WORK TASK: Show all lines from the listing below that contain "target".

DATA EXTRACTS:
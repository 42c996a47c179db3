// src/commands/tree_cmd.rs
use async_trait::async_trait;

use crate::commands::{Command, CommandContext, CommandResult};

pub struct TreeCommand;

#[async_trait]
impl Command for TreeCommand {
    fn name(&self) -> &'static str {
        "tree"
    }

    fn description(&self) -> &'static str {
        "Show the whole tree as ASCII art"
    }

    async fn execute(&self, ctx: CommandContext) -> CommandResult {
        let tree = ctx.tree.read().await;
        let lines = tree.render_tree();
        if lines.is_empty() {
            CommandResult::success(String::new())
        } else {
            CommandResult::success(format!("{}\n", lines.join("\n")))
        }
    }
}
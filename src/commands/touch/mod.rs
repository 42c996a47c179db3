// src/commands/touch/mod.rs
use async_trait::async_trait;

use crate::commands::{Command, CommandContext, CommandResult};

pub struct TouchCommand;

#[async_trait]
impl Command for TouchCommand {
    fn name(&self) -> &'static str {
        "touch"
    }

    fn description(&self) -> &'static str {
        "Create empty files"
    }

    async fn execute(&self, ctx: CommandContext) -> CommandResult {
        if ctx.args.is_empty() {
            return CommandResult::error("touch: missing operand\n".to_string());
        }
        let mut tree = ctx.tree.write().await;
        let mut stderr = String::new();
        for path in &ctx.args {
            if let Err(e) = tree.create_file(path) {
                stderr.push_str(&format!("touch: {e}\n"));
            }
        }
        if stderr.is_empty() {
            CommandResult::success(String::new())
        } else {
            CommandResult::error(stderr)
        }
    }
}
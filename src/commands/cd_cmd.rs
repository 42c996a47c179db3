// src/commands/cd_cmd.rs
use async_trait::async_trait;

use crate::commands::{Command, CommandContext, CommandResult};

pub struct CdCommand;

#[async_trait]
impl Command for CdCommand {
    fn name(&self) -> &'static str {
        "cd"
    }

    fn description(&self) -> &'static str {
        "Change the current directory"
    }

    async fn execute(&self, ctx: CommandContext) -> CommandResult {
        // bare `cd` goes home, which here is the root
        let path = ctx.args.first().map(String::as_str).unwrap_or("/");
        let mut tree = ctx.tree.write().await;
        match tree.change_directory(path) {
            Ok(()) => CommandResult::success(String::new()),
            Err(e) => CommandResult::error(format!("cd: {e}\n")),
        }
    }
}

#[cfg(test)]
mod tests {
    use super::*;
    use crate::commands::types::test_support::make_ctx_with_tree;
    use crate::fs::FileTree;
    use std::sync::Arc;
    use tokio::sync::RwLock;

    #[tokio::test]
    async fn test_cd_changes_cwd() {
        let tree = Arc::new(RwLock::new(FileTree::with_default_layout()));
        let ctx = make_ctx_with_tree(vec!["/docs"], tree.clone());
        let result = CdCommand.execute(ctx).await;
        assert_eq!(result.exit_code, 0);
        assert_eq!(tree.read().await.current_path(), "/docs");
    }

    #[tokio::test]
    async fn test_cd_no_args_goes_to_root() {
        let tree = Arc::new(RwLock::new(FileTree::with_default_layout()));
        tree.write().await.change_directory("/docs").unwrap();
        let ctx = make_ctx_with_tree(vec![], tree.clone());
        CdCommand.execute(ctx).await;
        assert_eq!(tree.read().await.current_path(), "/");
    }

    #[tokio::test]
    async fn test_cd_into_file_fails() {
        let tree = Arc::new(RwLock::new(FileTree::with_default_layout()));
        let ctx = make_ctx_with_tree(vec!["/docs/readme.txt"], tree.clone());
        let result = CdCommand.execute(ctx).await;
        assert_eq!(result.exit_code, 1);
        assert_eq!(result.stderr, "cd: Not a directory: /docs/readme.txt\n");
        assert_eq!(tree.read().await.current_path(), "/");
    }

    #[tokio::test]
    async fn test_cd_dotdot_at_root_is_noop() {
        let tree = Arc::new(RwLock::new(FileTree::with_default_layout()));
        let ctx = make_ctx_with_tree(vec![".."], tree.clone());
        let result = CdCommand.execute(ctx).await;
        assert_eq!(result.exit_code, 0);
        assert_eq!(tree.read().await.current_path(), "/");
    }
}
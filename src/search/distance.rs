//! Levenshtein edit distance and closest-candidate selection.
//!
//! Backs the typo-tolerant command suggestion ("Did you mean ...?") and the
//! fuzzy content search in `grep`.

/// Classic Levenshtein distance: insertions, deletions and substitutions
/// each cost 1. Computed over characters with a two-row DP table.
pub fn distance(a: &str, b: &str) -> usize {
    if a.is_empty() {
        return b.chars().count();
    }
    if b.is_empty() {
        return a.chars().count();
    }

    let b_chars: Vec<char> = b.chars().collect();
    let mut prev: Vec<usize> = (0..=b_chars.len()).collect();
    let mut current = vec![0; b_chars.len() + 1];

    for (i, a_char) in a.chars().enumerate() {
        current[0] = i + 1;
        for (j, b_char) in b_chars.iter().enumerate() {
            let cost = usize::from(a_char != *b_char);
            current[j + 1] = (prev[j + 1] + 1).min(current[j] + 1).min(prev[j] + cost);
        }
        std::mem::swap(&mut prev, &mut current);
    }

    prev[b_chars.len()]
}

/// The candidate closest to `target`, if its distance is strictly below
/// `threshold`. Ties resolve to the first candidate encountered.
pub fn closest<'a, I>(candidates: I, target: &str, threshold: usize) -> Option<&'a str>
where
    I: IntoIterator<Item = &'a str>,
{
    let mut best: Option<(&str, usize)> = None;
    for candidate in candidates {
        let d = distance(candidate, target);
        if best.map_or(true, |(_, min)| d < min) {
            best = Some((candidate, d));
        }
    }
    best.filter(|(_, d)| *d < threshold).map(|(candidate, _)| candidate)
}

// ============================================================================
// Tests
// ============================================================================
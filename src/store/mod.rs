//! Session persistence boundary.
//!
//! The core never touches storage directly; it hands a [`SessionSnapshot`]
//! to a [`SnapshotStore`] and reads one back on startup. An absent snapshot
//! means "construct the default seed tree".

use std::path::PathBuf;

use async_trait::async_trait;
use serde::{Deserialize, Serialize};
use thiserror::Error;
use tokio::sync::RwLock;

use crate::fs::NodeSnapshot;

#[derive(Error, Debug)]
pub enum StoreError {
    #[error("I/O error: {0}")]
    Io(#[from] std::io::Error),

    #[error("serialization error: {0}")]
    Serde(#[from] serde_json::Error),
}

/// Complete serializable session state: the tree, the cursor path and the
/// command history.
#[derive(Debug, Clone, PartialEq, Serialize, Deserialize)]
pub struct SessionSnapshot {
    pub tree: NodeSnapshot,
    pub cwd: String,
    #[serde(default)]
    pub history: Vec<String>,
}

/// Snapshot save/load boundary. Implementations may retry or buffer
/// internally; the core treats a call as single-shot.
#[async_trait]
pub trait SnapshotStore: Send + Sync {
    async fn save(&self, snapshot: &SessionSnapshot) -> Result<(), StoreError>;

    async fn load(&self) -> Result<Option<SessionSnapshot>, StoreError>;
}

/// Keeps the latest snapshot in memory. The default store; also what tests
/// use to observe persistence calls.
#[derive(Debug, Default)]
pub struct MemoryStore {
    slot: RwLock<Option<SessionSnapshot>>,
    saves: RwLock<usize>,
}

impl MemoryStore {
    pub fn new() -> Self {
        Self::default()
    }

    /// Store seeded with an existing snapshot.
    pub fn with_snapshot(snapshot: SessionSnapshot) -> Self {
        Self {
            slot: RwLock::new(Some(snapshot)),
            saves: RwLock::new(0),
        }
    }

    /// How many times `save` has been called.
    pub async fn save_count(&self) -> usize {
        *self.saves.read().await
    }
}

#[async_trait]
impl SnapshotStore for MemoryStore {
    async fn save(&self, snapshot: &SessionSnapshot) -> Result<(), StoreError> {
        *self.slot.write().await = Some(snapshot.clone());
        *self.saves.write().await += 1;
        Ok(())
    }

    async fn load(&self) -> Result<Option<SessionSnapshot>, StoreError> {
        Ok(self.slot.read().await.clone())
    }
}

/// Persists the snapshot as pretty-printed JSON at a fixed path.
#[derive(Debug)]
pub struct JsonFileStore {
    path: PathBuf,
}

impl JsonFileStore {
    pub fn new(path: impl Into<PathBuf>) -> Self {
        Self { path: path.into() }
    }
}

#[async_trait]
impl SnapshotStore for JsonFileStore {
    async fn save(&self, snapshot: &SessionSnapshot) -> Result<(), StoreError> {
        let json = serde_json::to_string_pretty(snapshot)?;
        std::fs::write(&self.path, json)?;
        Ok(())
    }

    async fn load(&self) -> Result<Option<SessionSnapshot>, StoreError> {
        if !self.path.exists() {
            return Ok(None);
        }
        let json = std::fs::read_to_string(&self.path)?;
        Ok(Some(serde_json::from_str(&json)?))
    }
}

// ============================================================================
// Tests
// ============================================================================
use std::io::{self, BufRead, Write};
use std::path::PathBuf;
use std::sync::Arc;

use clap::Parser;

use memshell::history::DEFAULT_MAX_HISTORY;
use memshell::store::{JsonFileStore, SnapshotStore};
use memshell::terminal::{Terminal, TerminalOptions};

#[derive(Parser)]
#[command(name = "memshell")]
#[command(about = "An in-memory filesystem with a shell-style command layer")]
#[command(version)]
struct Cli {
    /// Execute a single command line and exit
    #[arg(short = 'c', long = "command")]
    command: Option<String>,

    /// Persist the session to a JSON file at this path
    #[arg(long = "state")]
    state: Option<PathBuf>,

    /// With -c, print the result as JSON (stdout, stderr, exit_code)
    #[arg(long)]
    json: bool,

    /// Maximum number of history entries to keep
    #[arg(long = "max-history", default_value_t = DEFAULT_MAX_HISTORY)]
    max_history: usize,
}

#[tokio::main]
async fn main() {
    let cli = Cli::parse();

    let store: Option<Arc<dyn SnapshotStore>> = cli
        .state
        .map(|path| Arc::new(JsonFileStore::new(path)) as Arc<dyn SnapshotStore>);

    let terminal = Terminal::new(TerminalOptions {
        max_history: cli.max_history,
        store,
    })
    .await;

    if let Some(line) = cli.command {
        let result = terminal.execute(&line).await;
        if cli.json {
            let out = serde_json::json!({
                "stdout": result.stdout,
                "stderr": result.stderr,
                "exit_code": result.exit_code,
            });
            println!("{out}");
        } else {
            print!("{}", result.stdout);
            eprint!("{}", result.stderr);
        }
        std::process::exit(result.exit_code);
    }

    println!("memshell v{} - type 'help' for commands, 'exit' to quit", env!("CARGO_PKG_VERSION"));

    let stdin = io::stdin();
    loop {
        print!("{}> ", terminal.current_path().await);
        let _ = io::stdout().flush();

        let mut line = String::new();
        match stdin.lock().read_line(&mut line) {
            Ok(0) | Err(_) => break,
            Ok(_) => {}
        }
        let line = line.trim();
        if line == "exit" {
            break;
        }

        let result = terminal.execute(line).await;
        print!("{}", result.stdout);
        eprint!("{}", result.stderr);
    }
}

TASK OUTPUT:
/// The candidate closest to `target`, if its distance is strictly below
pub fn closest<'a, I>(candidates: I, target: &str, threshold: usize) -> Option<&'a str>
        let d = distance(candidate, target);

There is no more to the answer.